Steinways are held in such high regard because they are handcrafted with obsessive meticulousness. “With 250 employees here, we finish about five pianos a day,” says Gilroy. Each instrument takes approximately 11 months to evolve from wooden shell to finished product, an process that begins with Sitka spruce grown on islands off the coast of Alaska. (Trees on the shadier side of the mountains are preferred because the slower a tree grows, the more growth rings it has per inch, and the better the sound quality because sound waves travel along the grain of wood.) This inherent customization and attention to detail is the reason for its famously high price point: Some models cost upwards of $200,000. “The price comes from the cost of the materials and the time spent on it,” says Gilroy.
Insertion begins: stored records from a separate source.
//! Runtime configuration for core callers.
//!
//! # Responsibility
//! - Resolve database location and logging settings from environment values.
//!
//! # Invariants
//! - Empty values behave as unset.
//! - A configured log level is always one `init_logging` accepts.
//! - A configured log directory is always absolute.

use crate::logging::{default_log_level, normalize_level, normalize_log_dir};
use std::error::Error;
use std::fmt::{Display, Formatter};
use std::path::PathBuf;

pub const ENV_DB_PATH: &str = "PLANBOOK_DB_PATH";
pub const ENV_LOG_LEVEL: &str = "PLANBOOK_LOG_LEVEL";
pub const ENV_LOG_DIR: &str = "PLANBOOK_LOG_DIR";

#[derive(Debug, Clone, PartialEq, Eq)]
pub struct ConfigError {
    pub key: &'static str,
    pub message: String,
}

impl Display for ConfigError {
    fn fmt(&self, f: &mut Formatter<'_>) -> std::fmt::Result {
        write!(f, "invalid {}: {}", self.key, self.message)
    }
}

impl Error for ConfigError {}

/// Settings shared by every entry point.
#[derive(Debug, Clone, PartialEq, Eq)]
pub struct CoreConfig {
    /// SQLite file path. `None` selects an in-memory database.
    pub db_path: Option<PathBuf>,
    /// Normalized log level.
    pub log_level: &'static str,
    /// Rolling log directory. `None` leaves file logging disabled.
    pub log_dir: Option<PathBuf>,
}

impl Default for CoreConfig {
    fn default() -> Self {
        Self {
            db_path: None,
            log_level: default_log_level(),
            log_dir: None,
        }
    }
}

impl CoreConfig {
    /// Reads configuration from the process environment.
    pub fn from_env() -> Result<Self, ConfigError> {
        Self::from_lookup(|key| std::env::var(key).ok())
    }

    /// Reads configuration through `lookup`, which maps a variable name to
    /// its value.
    pub fn from_lookup<F>(lookup: F) -> Result<Self, ConfigError>
    where
        F: Fn(&str) -> Option<String>,
    {
        let read = |key: &str| {
            lookup(key)
                .map(|value| value.trim().to_string())
                .filter(|value| !value.is_empty())
        };

        let log_level = match read(ENV_LOG_LEVEL) {
            Some(value) => normalize_level(&value).map_err(|err| ConfigError {
                key: ENV_LOG_LEVEL,
                message: err.to_string(),
            })?,
            None => default_log_level(),
        };

        let log_dir = read(ENV_LOG_DIR)
            .map(|value| {
                normalize_log_dir(PathBuf::from(value).as_path()).map_err(|err| ConfigError {
                    key: ENV_LOG_DIR,
                    message: err.to_string(),
                })
            })
            .transpose()?;

        Ok(Self {
            db_path: read(ENV_DB_PATH).map(PathBuf::from),
            log_level,
            log_dir,
        })
    }
}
Painstakingly building high-end instruments from scratch isn’t exactly a process (or business model) that’s conducive to increasingly digital-native consumers, so Steinway & Sons has been forced to innovate. Spirio and Spirio | r are five-year-old projects that bring the company into the present — and future. Developed by the company’s in-house engineers, they’re high-tech pianos: The former plays itself to the tune of live recordings by piano luminaries and the latter is capable of recording user performances for editing and playback. “We have a small lab and took all of this knowledge of player pianos and innovated it with our team,” says Robert Polan, director of product management Steinway & Sons. “We’ve also worked with the best pianists in the world. They challenge us to reach the highest performance and quality they achieve and to reproduce that. It’s been a constant evolution.”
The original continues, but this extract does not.